#[cfg(test)]
#[allow(clippy::unwrap_used)]
mod tests {
    use super::*;
    use crate::services::vote::{
        VoteWithOptions,
        tests::{Fixture, input},
    };
    use ballotbox_db::test_utils::TestDatabase;
    use sea_orm::Database;
    use std::sync::Arc;

    /// Fixture over a fresh `PostgreSQL` database with a multi-connection pool.
    async fn postgres_fixture() -> (TestDatabase, Fixture) {
        let db = TestDatabase::create_unique().await.unwrap();
        let conn = Database::connect(db.config.database_url()).await.unwrap();
        (db, Fixture::with_connection(Arc::new(conn)))
    }

    impl Fixture {
        fn ballot_service(&self) -> BallotService {
            BallotService::new(
                self.votes.clone(),
                self.options.clone(),
                self.ballots.clone(),
            )
        }

        async fn poll(
            &self,
            creator: &str,
            options: &[&str],
            multi: bool,
            deadline: i64,
        ) -> VoteWithOptions {
            self.vote_service()
                .create(creator, input("Lunch", options, multi, deadline))
                .await
                .unwrap()
        }

        /// Every option's counter equals its number of ballot rows.
        async fn assert_tallies_match(&self, vote: &VoteWithOptions) {
            let conn = self.ballots.connection();
            let options = self.options.find_by_vote(conn, &vote.vote.id).await.unwrap();
            for option in options {
                let rows = self.ballots.count_by_option(conn, &option.id).await.unwrap();
                assert_eq!(option.count as u64, rows, "option {}", option.content);
            }
        }
    }

    fn ids(vote: &VoteWithOptions, picks: &[usize]) -> Vec<String> {
        picks.iter().map(|&i| vote.options[i].id.clone()).collect()
    }

    #[test]
    fn test_check_cardinality() {
        let one = vec!["a".to_string()];
        let two = vec!["a".to_string(), "b".to_string()];
        let dup = vec!["a".to_string(), "a".to_string()];

        assert!(check_cardinality(&one, false).is_ok());
        assert!(check_cardinality(&two, true).is_ok());
        assert!(matches!(check_cardinality(&[], true), Err(AppError::Validation(_))));
        assert!(matches!(check_cardinality(&dup, true), Err(AppError::Validation(_))));
        assert!(matches!(check_cardinality(&two, false), Err(AppError::Validation(_))));
    }

    #[tokio::test]
    async fn test_single_select_revote_replaces_ballot() {
        let fx = Fixture::new().await;
        let alice = fx.user("alice").await;
        let lunch = fx.poll(&alice, &["Pizza", "Sushi"], false, 0).await;
        let service = fx.ballot_service();

        service.submit(&alice, &lunch.vote.id, &ids(&lunch, &[0])).await.unwrap();
        assert_eq!(fx.counts(&lunch.vote.id).await, [1, 0]);

        service.submit(&alice, &lunch.vote.id, &ids(&lunch, &[1])).await.unwrap();
        assert_eq!(fx.counts(&lunch.vote.id).await, [0, 1]);

        let ballots = fx
            .ballots
            .find_by_user_and_vote(fx.ballots.connection(), &alice, &lunch.vote.id)
            .await
            .unwrap();
        assert_eq!(ballots.len(), 1);
        assert_eq!(ballots[0].option_id, lunch.options[1].id);
        fx.assert_tallies_match(&lunch).await;
    }

    #[tokio::test]
    async fn test_single_select_revote_same_option_is_idempotent() {
        let fx = Fixture::new().await;
        let alice = fx.user("alice").await;
        let lunch = fx.poll(&alice, &["Pizza", "Sushi"], false, 0).await;
        let service = fx.ballot_service();

        service.submit(&alice, &lunch.vote.id, &ids(&lunch, &[0])).await.unwrap();
        service.submit(&alice, &lunch.vote.id, &ids(&lunch, &[0])).await.unwrap();

        assert_eq!(fx.counts(&lunch.vote.id).await, [1, 0]);
        fx.assert_tallies_match(&lunch).await;
    }

    #[tokio::test]
    async fn test_multi_select_already_voted_changes_nothing() {
        let fx = Fixture::new().await;
        let bob = fx.user("bob").await;
        let poll = fx.poll(&bob, &["A", "B", "C"], true, 0).await;
        let service = fx.ballot_service();

        service.submit(&bob, &poll.vote.id, &ids(&poll, &[0, 1])).await.unwrap();
        assert_eq!(fx.counts(&poll.vote.id).await, [1, 1, 0]);

        let again = service.submit(&bob, &poll.vote.id, &ids(&poll, &[0])).await;
        assert!(matches!(again, Err(AppError::AlreadyVoted(id)) if id == poll.options[0].id));

        // A fresh option alongside a selected one is rejected as a whole.
        let mixed = service.submit(&bob, &poll.vote.id, &ids(&poll, &[2, 1])).await;
        assert!(matches!(mixed, Err(AppError::AlreadyVoted(_))));
        assert_eq!(fx.counts(&poll.vote.id).await, [1, 1, 0]);

        service.submit(&bob, &poll.vote.id, &ids(&poll, &[2])).await.unwrap();
        assert_eq!(fx.counts(&poll.vote.id).await, [1, 1, 1]);
        fx.assert_tallies_match(&poll).await;
    }

    #[tokio::test]
    async fn test_foreign_option_is_rejected() {
        let fx = Fixture::new().await;
        let alice = fx.user("alice").await;
        let lunch = fx.poll(&alice, &["Pizza", "Sushi"], false, 0).await;
        let other = fx.poll(&alice, &["Tea", "Coffee"], false, 0).await;
        let service = fx.ballot_service();

        let result = service.submit(&alice, &lunch.vote.id, &ids(&other, &[0])).await;
        assert!(matches!(result, Err(AppError::InvalidOption(id)) if id == other.options[0].id));

        let unknown = service
            .submit(&alice, &lunch.vote.id, &["missing".to_string()])
            .await;
        assert!(matches!(unknown, Err(AppError::InvalidOption(_))));

        assert_eq!(fx.counts(&lunch.vote.id).await, [0, 0]);
        assert_eq!(fx.counts(&other.vote.id).await, [0, 0]);
    }

    #[tokio::test]
    async fn test_expired_vote_rejects_submission() {
        let fx = Fixture::new().await;
        let alice = fx.user("alice").await;
        let past = Utc::now().timestamp() - 60;
        let closed = fx.poll(&alice, &["Pizza", "Sushi"], false, past).await;
        let service = fx.ballot_service();

        let result = service.submit(&alice, &closed.vote.id, &ids(&closed, &[0])).await;
        assert!(matches!(result, Err(AppError::Expired(_))));
        assert_eq!(fx.counts(&closed.vote.id).await, [0, 0]);

        let future = Utc::now().timestamp() + 3600;
        let open = fx.poll(&alice, &["Pizza", "Sushi"], false, future).await;
        service.submit(&alice, &open.vote.id, &ids(&open, &[1])).await.unwrap();
        assert_eq!(fx.counts(&open.vote.id).await, [0, 1]);
    }

    #[tokio::test]
    async fn test_errors_follow_check_order() {
        let fx = Fixture::new().await;
        let alice = fx.user("alice").await;
        let past = Utc::now().timestamp() - 60;
        let closed = fx.poll(&alice, &["Pizza", "Sushi"], false, past).await;
        let open = fx.poll(&alice, &["Pizza", "Sushi"], false, 0).await;
        let service = fx.ballot_service();

        let missing = service.submit(&alice, "missing", &[]).await;
        assert!(matches!(missing, Err(AppError::NotFound(_))));

        // Expiry wins over a foreign option.
        let expired = service
            .submit(&alice, &closed.vote.id, &["missing".to_string()])
            .await;
        assert!(matches!(expired, Err(AppError::Expired(_))));

        // A foreign option wins over a cardinality problem.
        let mut picks = ids(&open, &[0, 1]);
        picks.push("missing".to_string());
        let foreign = service.submit(&alice, &open.vote.id, &picks).await;
        assert!(matches!(foreign, Err(AppError::InvalidOption(_))));

        let too_many = service.submit(&alice, &open.vote.id, &ids(&open, &[0, 1])).await;
        assert!(matches!(too_many, Err(AppError::Validation(_))));

        let empty = service.submit(&alice, &open.vote.id, &[]).await;
        assert!(matches!(empty, Err(AppError::Validation(_))));

        assert_eq!(fx.counts(&open.vote.id).await, [0, 0]);
    }

    #[tokio::test]
    async fn test_unknown_voter_is_not_found() {
        let fx = Fixture::new().await;
        let alice = fx.user("alice").await;
        let lunch = fx.poll(&alice, &["Pizza", "Sushi"], false, 0).await;

        let result = fx
            .ballot_service()
            .submit("ghost", &lunch.vote.id, &ids(&lunch, &[0]))
            .await;

        assert!(matches!(result, Err(AppError::NotFound(_))));
        assert_eq!(fx.counts(&lunch.vote.id).await, [0, 0]);
    }

    #[tokio::test]
    async fn test_concurrent_submissions_lose_no_increment() {
        let fx = Fixture::new().await;
        let creator = fx.user("creator").await;
        let poll = fx.poll(&creator, &["Yes", "No"], false, 0).await;
        let service = fx.ballot_service();

        let mut voters = Vec::new();
        for i in 0..16 {
            voters.push(fx.user(&format!("voter{i}")).await);
        }

        let choice = ids(&poll, &[0]);
        let handles: Vec<_> = voters
            .iter()
            .map(|voter| {
                let service = service.clone();
                let voter = voter.clone();
                let vote_id = poll.vote.id.clone();
                let choice = choice.clone();
                tokio::spawn(async move { service.submit(&voter, &vote_id, &choice).await })
            })
            .collect();

        for result in futures::future::join_all(handles).await {
            result.unwrap().unwrap();
        }

        assert_eq!(fx.counts(&poll.vote.id).await, [16, 0]);
        fx.assert_tallies_match(&poll).await;
    }

    #[tokio::test(flavor = "multi_thread", worker_threads = 4)]
    #[ignore = "requires running PostgreSQL instance"]
    async fn test_concurrent_voters_on_postgres_lose_no_increment() {
        const VOTERS: usize = 32;
        let (db, fx) = postgres_fixture().await;
        let creator = fx.user("creator").await;
        let poll = fx.poll(&creator, &["Yes", "No"], false, 0).await;
        let service = fx.ballot_service();

        let mut voters = Vec::new();
        for i in 0..VOTERS {
            voters.push(fx.user(&format!("voter{i}")).await);
        }

        let choice = ids(&poll, &[0]);
        let handles: Vec<_> = voters
            .iter()
            .map(|voter| {
                let service = service.clone();
                let voter = voter.clone();
                let vote_id = poll.vote.id.clone();
                let choice = choice.clone();
                tokio::spawn(async move { service.submit(&voter, &vote_id, &choice).await })
            })
            .collect();

        for result in futures::future::join_all(handles).await {
            result.unwrap().unwrap();
        }

        assert_eq!(fx.counts(&poll.vote.id).await, [VOTERS as i32, 0]);
        fx.assert_tallies_match(&poll).await;
        for voter in &voters {
            let ballots = fx
                .ballots
                .find_by_user_and_vote(fx.ballots.connection(), voter, &poll.vote.id)
                .await
                .unwrap();
            assert_eq!(ballots.len(), 1, "{voter}");
        }

        drop(fx);
        db.drop_database().await.unwrap();
    }

    #[tokio::test(flavor = "multi_thread", worker_threads = 4)]
    #[ignore = "requires running PostgreSQL instance"]
    async fn test_concurrent_revotes_on_postgres_keep_one_ballot() {
        const ATTEMPTS: usize = 24;
        let (db, fx) = postgres_fixture().await;
        let alice = fx.user("alice").await;
        let poll = fx.poll(&alice, &["Pizza", "Sushi", "Ramen"], false, 0).await;
        let service = fx.ballot_service();

        let handles: Vec<_> = (0..ATTEMPTS)
            .map(|i| {
                let service = service.clone();
                let voter = alice.clone();
                let vote_id = poll.vote.id.clone();
                let choice = ids(&poll, &[i % 3]);
                tokio::spawn(async move { service.submit(&voter, &vote_id, &choice).await })
            })
            .collect();

        for result in futures::future::join_all(handles).await {
            result.unwrap().unwrap();
        }

        let ballots = fx
            .ballots
            .find_by_user_and_vote(fx.ballots.connection(), &alice, &poll.vote.id)
            .await
            .unwrap();
        assert_eq!(ballots.len(), 1);

        let counts = fx.counts(&poll.vote.id).await;
        assert_eq!(counts.iter().sum::<i32>(), 1);
        let chosen = poll
            .options
            .iter()
            .position(|o| o.id == ballots[0].option_id)
            .unwrap();
        assert_eq!(counts[chosen], 1);
        fx.assert_tallies_match(&poll).await;

        drop(fx);
        db.drop_database().await.unwrap();
    }
}
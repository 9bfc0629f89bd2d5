//! API response types.

use axum::{
    Json,
    http::StatusCode,
    response::{IntoResponse, Response},
};
use serde::Serialize;

/// Standard success wrapper: `{"data": ...}`.
///
/// Errors are rendered by [`ballotbox_common::AppError`] as `{"error": ...}`.
#[derive(Debug, Serialize)]
pub struct ApiResponse<T: Serialize> {
    pub data: T,
}

impl<T: Serialize> ApiResponse<T> {
    /// Create a success response.
    pub const fn ok(data: T) -> Self {
        Self { data }
    }
}

impl<T: Serialize> IntoResponse for ApiResponse<T> {
    fn into_response(self) -> Response {
        (StatusCode::OK, Json(self)).into_response()
    }
}

/// Acknowledgement body for mutations without a payload.
#[derive(Debug, Serialize)]
#[serde(rename_all = "camelCase")]
pub struct OkResponse {
    pub ok: bool,
}

impl OkResponse {
    /// Successful acknowledgement.
    #[must_use]
    pub const fn new() -> Self {
        Self { ok: true }
    }
}

impl Default for OkResponse {
    fn default() -> Self {
        Self::new()
    }
}
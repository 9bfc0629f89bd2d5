//! Common utilities and shared types for ballotbox.
//!
//! This crate provides foundational components used across all ballotbox crates:
//!
//! - **Configuration**: Application settings via [`Config`]
//! - **Error handling**: Unified error types via [`AppError`] and [`AppResult`]
//! - **ID Generation**: ULID-based unique identifiers via [`IdGenerator`]
//!
//! # Example
//!
//! ```no_run
//! use ballotbox_common::{Config, IdGenerator, AppResult};
//!
//! fn example() -> AppResult<()> {
//!     let config = Config::load()?;
//!     let id_gen = IdGenerator::new();
//!     let id = id_gen.generate();
//!     println!("Listening on {}:{}, next id {}", config.server.host, config.server.port, id);
//!     Ok(())
//! }
//! ```

pub mod config;
pub mod error;
pub mod id;

pub use config::Config;
pub use error::{AppError, AppResult};
pub use id::IdGenerator;
//! Vote and vote option repositories.

use std::sync::Arc;

use crate::{
    db_error,
    entities::{Vote, VoteOption, vote, vote_option},
};
use ballotbox_common::{AppError, AppResult};
use sea_orm::{
    ActiveModelTrait, ColumnTrait, ConnectionTrait, DatabaseConnection, DatabaseTransaction,
    EntityTrait, QueryFilter, QueryOrder, QuerySelect, TransactionTrait, sea_query::Expr,
};

/// Vote repository for database operations.
#[derive(Clone)]
pub struct VoteRepository {
    db: Arc<DatabaseConnection>,
}

impl VoteRepository {
    /// Create a new vote repository.
    #[must_use]
    pub const fn new(db: Arc<DatabaseConnection>) -> Self {
        Self { db }
    }

    /// Shared pool connection for statements that need no transaction.
    #[must_use]
    pub fn connection(&self) -> &DatabaseConnection {
        self.db.as_ref()
    }

    /// Start a transaction on the pool.
    ///
    /// Dropping the returned transaction without committing rolls it back.
    pub async fn begin(&self) -> AppResult<DatabaseTransaction> {
        self.db.begin().await.map_err(db_error)
    }

    /// Find a vote by ID.
    pub async fn find_by_id<C: ConnectionTrait>(
        &self,
        conn: &C,
        id: &str,
    ) -> AppResult<Option<vote::Model>> {
        Vote::find_by_id(id).one(conn).await.map_err(db_error)
    }

    /// Get a vote by ID, returning error if not found.
    pub async fn get_by_id<C: ConnectionTrait>(
        &self,
        conn: &C,
        id: &str,
    ) -> AppResult<vote::Model> {
        self.find_by_id(conn, id)
            .await?
            .ok_or_else(|| AppError::NotFound(format!("Vote not found: {id}")))
    }

    /// Get a vote by ID and hold a row lock on it until `txn` ends.
    ///
    /// Every mutation of a vote's options or ballots takes this lock first,
    /// which serializes them per vote.
    pub async fn get_for_update(
        &self,
        txn: &DatabaseTransaction,
        id: &str,
    ) -> AppResult<vote::Model> {
        Vote::find_by_id(id)
            .lock_exclusive()
            .one(txn)
            .await
            .map_err(db_error)?
            .ok_or_else(|| AppError::NotFound(format!("Vote not found: {id}")))
    }

    /// Votes created by a user, newest first.
    pub async fn find_by_creator<C: ConnectionTrait>(
        &self,
        conn: &C,
        creator_id: &str,
    ) -> AppResult<Vec<vote::Model>> {
        Vote::find()
            .filter(vote::Column::CreatorId.eq(creator_id))
            .order_by_desc(vote::Column::CreatedAt)
            .order_by_desc(vote::Column::Id)
            .all(conn)
            .await
            .map_err(db_error)
    }

    /// All votes, newest first.
    pub async fn find_all<C: ConnectionTrait>(&self, conn: &C) -> AppResult<Vec<vote::Model>> {
        Vote::find()
            .order_by_desc(vote::Column::CreatedAt)
            .order_by_desc(vote::Column::Id)
            .all(conn)
            .await
            .map_err(db_error)
    }

    /// Create a new vote.
    pub async fn create<C: ConnectionTrait>(
        &self,
        conn: &C,
        model: vote::ActiveModel,
    ) -> AppResult<vote::Model> {
        model.insert(conn).await.map_err(db_error)
    }

    /// Update a vote.
    pub async fn update<C: ConnectionTrait>(
        &self,
        conn: &C,
        model: vote::ActiveModel,
    ) -> AppResult<vote::Model> {
        model.update(conn).await.map_err(db_error)
    }

    /// Delete a vote row.
    pub async fn delete<C: ConnectionTrait>(&self, conn: &C, id: &str) -> AppResult<()> {
        Vote::delete_by_id(id).exec(conn).await.map_err(db_error)?;
        Ok(())
    }
}

/// Vote option repository for database operations.
#[derive(Clone)]
pub struct VoteOptionRepository {
    db: Arc<DatabaseConnection>,
}

impl VoteOptionRepository {
    /// Create a new vote option repository.
    #[must_use]
    pub const fn new(db: Arc<DatabaseConnection>) -> Self {
        Self { db }
    }

    /// Shared pool connection for statements that need no transaction.
    #[must_use]
    pub fn connection(&self) -> &DatabaseConnection {
        self.db.as_ref()
    }

    /// Options of a vote in display order.
    pub async fn find_by_vote<C: ConnectionTrait>(
        &self,
        conn: &C,
        vote_id: &str,
    ) -> AppResult<Vec<vote_option::Model>> {
        VoteOption::find()
            .filter(vote_option::Column::VoteId.eq(vote_id))
            .order_by_asc(vote_option::Column::Position)
            .all(conn)
            .await
            .map_err(db_error)
    }

    /// Options of several votes in one query, ordered by vote then position.
    pub async fn find_by_votes<C: ConnectionTrait>(
        &self,
        conn: &C,
        vote_ids: &[String],
    ) -> AppResult<Vec<vote_option::Model>> {
        if vote_ids.is_empty() {
            return Ok(vec![]);
        }

        VoteOption::find()
            .filter(vote_option::Column::VoteId.is_in(vote_ids.to_vec()))
            .order_by_asc(vote_option::Column::VoteId)
            .order_by_asc(vote_option::Column::Position)
            .all(conn)
            .await
            .map_err(db_error)
    }

    /// Insert a batch of options.
    pub async fn create_many<C: ConnectionTrait>(
        &self,
        conn: &C,
        models: Vec<vote_option::ActiveModel>,
    ) -> AppResult<()> {
        if models.is_empty() {
            return Ok(());
        }

        VoteOption::insert_many(models)
            .exec_without_returning(conn)
            .await
            .map_err(db_error)?;
        Ok(())
    }

    /// Delete every option of a vote.
    pub async fn delete_by_vote<C: ConnectionTrait>(
        &self,
        conn: &C,
        vote_id: &str,
    ) -> AppResult<u64> {
        let result = VoteOption::delete_many()
            .filter(vote_option::Column::VoteId.eq(vote_id))
            .exec(conn)
            .await
            .map_err(db_error)?;
        Ok(result.rows_affected)
    }

    /// Increment an option's count atomically (single UPDATE query, no fetch).
    pub async fn increment_count<C: ConnectionTrait>(
        &self,
        conn: &C,
        option_id: &str,
    ) -> AppResult<()> {
        let result = VoteOption::update_many()
            .col_expr(
                vote_option::Column::Count,
                Expr::col(vote_option::Column::Count).add(1),
            )
            .filter(vote_option::Column::Id.eq(option_id))
            .exec(conn)
            .await
            .map_err(db_error)?;

        if result.rows_affected == 0 {
            return Err(AppError::NotFound(format!(
                "Vote option not found: {option_id}"
            )));
        }
        Ok(())
    }

    /// Decrement an option's count atomically.
    ///
    /// The count never drops below zero; a retraction that finds nothing to
    /// decrement means the stored tally disagrees with the ballot rows.
    pub async fn decrement_count<C: ConnectionTrait>(
        &self,
        conn: &C,
        option_id: &str,
    ) -> AppResult<()> {
        let result = VoteOption::update_many()
            .col_expr(
                vote_option::Column::Count,
                Expr::col(vote_option::Column::Count).sub(1),
            )
            .filter(vote_option::Column::Id.eq(option_id))
            .filter(vote_option::Column::Count.gt(0))
            .exec(conn)
            .await
            .map_err(db_error)?;

        if result.rows_affected == 0 {
            return Err(AppError::Internal(format!(
                "Tally underflow for vote option {option_id}"
            )));
        }
        Ok(())
    }
}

********

All that should be written out is the stretch of lines above between the one holding "async fn assert_tallies_match(&self, vote: &VoteWithOptions)" and the one holding "for option in", inclusive, exactly as given.

### [Result of the exercise]
        async fn assert_tallies_match(&self, vote: &VoteWithOptions) {
            let conn = self.ballots.connection();
            let options = self.options.find_by_vote(conn, &vote.vote.id).await.unwrap();
            for option in options {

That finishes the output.